(Stored items)
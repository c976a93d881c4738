use std::collections::BTreeMap;
use std::sync::Arc;

use serde::Serialize;

use crate::answers::AnswerMap;
use crate::definition::{Gender, Language, Part, Question, QuestionKind, Questionnaire, Section};
use crate::error::{DefinitionError, DefinitionIssue};
use crate::navigator::{self, Shape};
use crate::position::Position;

#[derive(Debug, Clone)]
struct SectionSlot {
    raw: usize,
    /// Flat index of the first question in this section.
    offset: usize,
    questions: Vec<usize>,
}

#[derive(Debug, Clone)]
struct PartSlot {
    raw: usize,
    sections: Vec<SectionSlot>,
}

/// Gender-filtered, flattened ordering of a questionnaire for one language.
///
/// Sections (and parts) left without questions after filtering are dropped,
/// so every [`Position`] inside the shape resolves to exactly one question.
/// Building twice from the same inputs yields identical addressing.
#[derive(Debug, Clone)]
pub struct EffectiveSequence {
    definition: Arc<Questionnaire>,
    language: Language,
    fallback: Language,
    gender: Gender,
    parts: Vec<PartSlot>,
    lookup: BTreeMap<String, Position>,
    total: usize,
}

/// A resolved question together with its enclosing part and section.
#[derive(Debug, Clone, Copy)]
pub struct Location<'a> {
    pub position: Position,
    pub part: &'a Part,
    pub section: &'a Section,
    pub question: &'a Question,
}

/// Per-section entry for the overview and "jump to section".
#[derive(Debug, Clone, PartialEq, Eq, Serialize)]
pub struct SectionSummary {
    pub part_id: String,
    pub section_id: String,
    pub part_title: String,
    pub title: String,
    pub question_count: usize,
    pub first: Position,
}

#[derive(Debug, Clone, PartialEq, Eq, Serialize)]
pub struct PartSummary {
    pub part_id: String,
    pub title: String,
    pub section_count: usize,
    pub question_count: usize,
    pub first: Position,
}

/// Question text resolved for the session language, ready for a renderer.
#[derive(Debug, Clone, PartialEq, Eq, Serialize)]
pub struct QuestionView {
    pub id: String,
    pub number: String,
    pub text: String,
    pub kind: QuestionKind,
    pub allow_multiple: bool,
    #[serde(skip_serializing_if = "Vec::is_empty")]
    pub options: Vec<String>,
    #[serde(skip_serializing_if = "Option::is_none")]
    pub follow_up: Option<String>,
    pub part_title: String,
    pub section_title: String,
    pub position: Position,
    /// 1-based index within the whole sequence.
    pub ordinal: usize,
    pub total: usize,
}

/// Where a resumed session continues.
#[derive(Debug, Clone, Copy, PartialEq, Eq)]
pub enum Resume {
    Intact(Position),
    /// The stored cursor no longer resolves (the definition changed).
    Relocated { stored: Position, resumed_at: Position },
}

impl Resume {
    pub fn position(self) -> Position {
        match self {
            Resume::Intact(position) => position,
            Resume::Relocated { resumed_at, .. } => resumed_at,
        }
    }
}

impl EffectiveSequence {
    pub fn build(
        definition: Arc<Questionnaire>,
        language: &Language,
        gender: Gender,
    ) -> Result<Self, DefinitionError> {
        let language = definition.resolve_language(language)?;
        let fallback = definition.default_language()?;

        let mut parts = Vec::new();
        let mut lookup = BTreeMap::new();
        let mut total = 0;

        for (raw_part, part) in definition.parts.iter().enumerate() {
            let mut sections = Vec::new();
            for (raw_section, section) in part.sections.iter().enumerate() {
                let questions = section
                    .questions
                    .iter()
                    .enumerate()
                    .filter(|(_, question)| question.gender_scope.includes(gender))
                    .map(|(idx, _)| idx)
                    .collect::<Vec<_>>();
                if questions.is_empty() {
                    continue;
                }

                let part_idx = parts.len();
                let section_idx = sections.len();
                for (question_idx, raw_question) in questions.iter().enumerate() {
                    let id = &section.questions[*raw_question].id;
                    let position = Position::new(part_idx, section_idx, question_idx);
                    // Answers are keyed by question id, so ids must be unique.
                    if lookup.insert(id.clone(), position).is_some() {
                        return Err(DefinitionError::Invalid(vec![
                            DefinitionIssue::DuplicateQuestionId(id.clone()),
                        ]));
                    }
                }
                let offset = total;
                total += questions.len();
                sections.push(SectionSlot {
                    raw: raw_section,
                    offset,
                    questions,
                });
            }
            if !sections.is_empty() {
                parts.push(PartSlot {
                    raw: raw_part,
                    sections,
                });
            }
        }

        if total == 0 {
            return Err(DefinitionError::EmptySequence(gender));
        }

        tracing::debug!(
            questionnaire = %definition.id,
            language = %language,
            gender = %gender,
            total,
            "effective sequence built"
        );

        Ok(Self {
            definition,
            language,
            fallback,
            gender,
            parts,
            lookup,
            total,
        })
    }

    pub fn definition(&self) -> &Arc<Questionnaire> {
        &self.definition
    }

    pub fn language(&self) -> &Language {
        &self.language
    }

    pub fn gender(&self) -> Gender {
        self.gender
    }

    pub fn total_question_count(&self) -> usize {
        self.total
    }

    pub fn position_to_question(&self, position: Position) -> Option<&Question> {
        self.locate(position).map(|location| location.question)
    }

    pub fn locate(&self, position: Position) -> Option<Location<'_>> {
        let part_slot = self.parts.get(position.part)?;
        let section_slot = part_slot.sections.get(position.section)?;
        let raw_question = *section_slot.questions.get(position.question)?;
        let part = &self.definition.parts[part_slot.raw];
        let section = &part.sections[section_slot.raw];
        Some(Location {
            position,
            part,
            section,
            question: &section.questions[raw_question],
        })
    }

    pub fn position_of(&self, question_id: &str) -> Option<Position> {
        self.lookup.get(question_id).copied()
    }

    pub fn contains_question(&self, question_id: &str) -> bool {
        self.lookup.contains_key(question_id)
    }

    /// Sequence start. Always present: empty sequences are rejected at build time.
    pub fn first(&self) -> Position {
        navigator::first(self).unwrap_or_default()
    }

    pub fn last(&self) -> Position {
        navigator::last(self).unwrap_or_default()
    }

    /// 1-based index of `position` in the flattened sequence.
    pub fn ordinal(&self, position: Position) -> Option<usize> {
        let section = self
            .parts
            .get(position.part)?
            .sections
            .get(position.section)?;
        (position.question < section.questions.len())
            .then_some(section.offset + position.question + 1)
    }

    /// Every question in order with its position.
    pub fn entries(&self) -> impl Iterator<Item = (Position, &Question)> + '_ {
        self.parts.iter().enumerate().flat_map(move |(part_idx, part_slot)| {
            let part = &self.definition.parts[part_slot.raw];
            part_slot
                .sections
                .iter()
                .enumerate()
                .flat_map(move |(section_idx, section_slot)| {
                    let section = &part.sections[section_slot.raw];
                    section_slot
                        .questions
                        .iter()
                        .enumerate()
                        .map(move |(question_idx, raw)| {
                            (
                                Position::new(part_idx, section_idx, question_idx),
                                &section.questions[*raw],
                            )
                        })
                })
        })
    }

    pub fn section_summaries(&self) -> Vec<SectionSummary> {
        let mut summaries = Vec::new();
        for (part_idx, part_slot) in self.parts.iter().enumerate() {
            let part = &self.definition.parts[part_slot.raw];
            let part_title = self.text(&part.title);
            for (section_idx, section_slot) in part_slot.sections.iter().enumerate() {
                let section = &part.sections[section_slot.raw];
                summaries.push(SectionSummary {
                    part_id: part.id.clone(),
                    section_id: section.id.clone(),
                    part_title: part_title.clone(),
                    title: self.text(&section.title),
                    question_count: section_slot.questions.len(),
                    first: Position::new(part_idx, section_idx, 0),
                });
            }
        }
        summaries
    }

    pub fn part_summaries(&self) -> Vec<PartSummary> {
        self.parts
            .iter()
            .enumerate()
            .map(|(part_idx, part_slot)| {
                let part = &self.definition.parts[part_slot.raw];
                PartSummary {
                    part_id: part.id.clone(),
                    title: self.text(&part.title),
                    section_count: part_slot.sections.len(),
                    question_count: part_slot
                        .sections
                        .iter()
                        .map(|section| section.questions.len())
                        .sum(),
                    first: Position::new(part_idx, 0, 0),
                }
            })
            .collect()
    }

    /// Whether `position` is the first question of some section.
    pub fn is_section_start(&self, position: Position) -> bool {
        position.question == 0 && self.contains(position)
    }

    pub fn view(&self, position: Position) -> Option<QuestionView> {
        let location = self.locate(position)?;
        let question = location.question;
        Some(QuestionView {
            id: question.id.clone(),
            number: question.number.clone(),
            text: self.text(&question.text),
            kind: question.kind,
            allow_multiple: question.allow_multiple,
            options: question.options.iter().map(|option| self.text(option)).collect(),
            follow_up: question.follow_up.as_ref().map(|prompt| self.text(prompt)),
            part_title: self.text(&location.part.title),
            section_title: self.text(&location.section.title),
            position,
            ordinal: self.ordinal(position)?,
            total: self.total,
        })
    }

    /// Validates a stored cursor, clamping it when it no longer resolves.
    ///
    /// A drifted cursor moves to the start of the first section that still has
    /// unanswered questions, or to the last question when everything is answered.
    pub fn resume_position(&self, stored: Position, answers: &AnswerMap) -> Resume {
        if self.contains(stored) {
            return Resume::Intact(stored);
        }

        let resumed_at = self
            .parts
            .iter()
            .enumerate()
            .flat_map(|(part_idx, part_slot)| {
                part_slot
                    .sections
                    .iter()
                    .enumerate()
                    .map(move |(section_idx, _)| Position::new(part_idx, section_idx, 0))
            })
            .find(|start| {
                self.section_questions(*start)
                    .any(|question| !answers.contains(&question.id))
            })
            .unwrap_or_else(|| self.last());

        tracing::warn!(
            stored = %stored,
            resumed_at = %resumed_at,
            "stored position does not resolve; relocating"
        );
        Resume::Relocated { stored, resumed_at }
    }

    /// Questions of the section containing `position`.
    pub(crate) fn section_questions(&self, position: Position) -> impl Iterator<Item = &Question> {
        let slot = self
            .parts
            .get(position.part)
            .and_then(|part| part.sections.get(position.section).map(|s| (part.raw, s)));
        slot.into_iter().flat_map(move |(raw_part, section_slot)| {
            let section = &self.definition.parts[raw_part].sections[section_slot.raw];
            section_slot
                .questions
                .iter()
                .map(move |raw| &section.questions[*raw])
        })
    }

    fn text(&self, text: &crate::definition::LocalizedText) -> String {
        text.resolve(&self.language, &self.fallback).to_string()
    }
}

impl Shape for EffectiveSequence {
    fn part_count(&self) -> usize {
        self.parts.len()
    }

    fn section_count(&self, part: usize) -> usize {
        self.parts.get(part).map_or(0, |slot| slot.sections.len())
    }

    fn question_count(&self, part: usize, section: usize) -> usize {
        self.parts
            .get(part)
            .and_then(|slot| slot.sections.get(section))
            .map_or(0, |slot| slot.questions.len())
    }
}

(WORK TASK) Show me every line in the data above that includes "ordinal".

(SOLUTION FOR THIS EXERCISE)
    pub ordinal: usize,
    pub fn ordinal(&self, position: Position) -> Option<usize> {
            ordinal: self.ordinal(position)?,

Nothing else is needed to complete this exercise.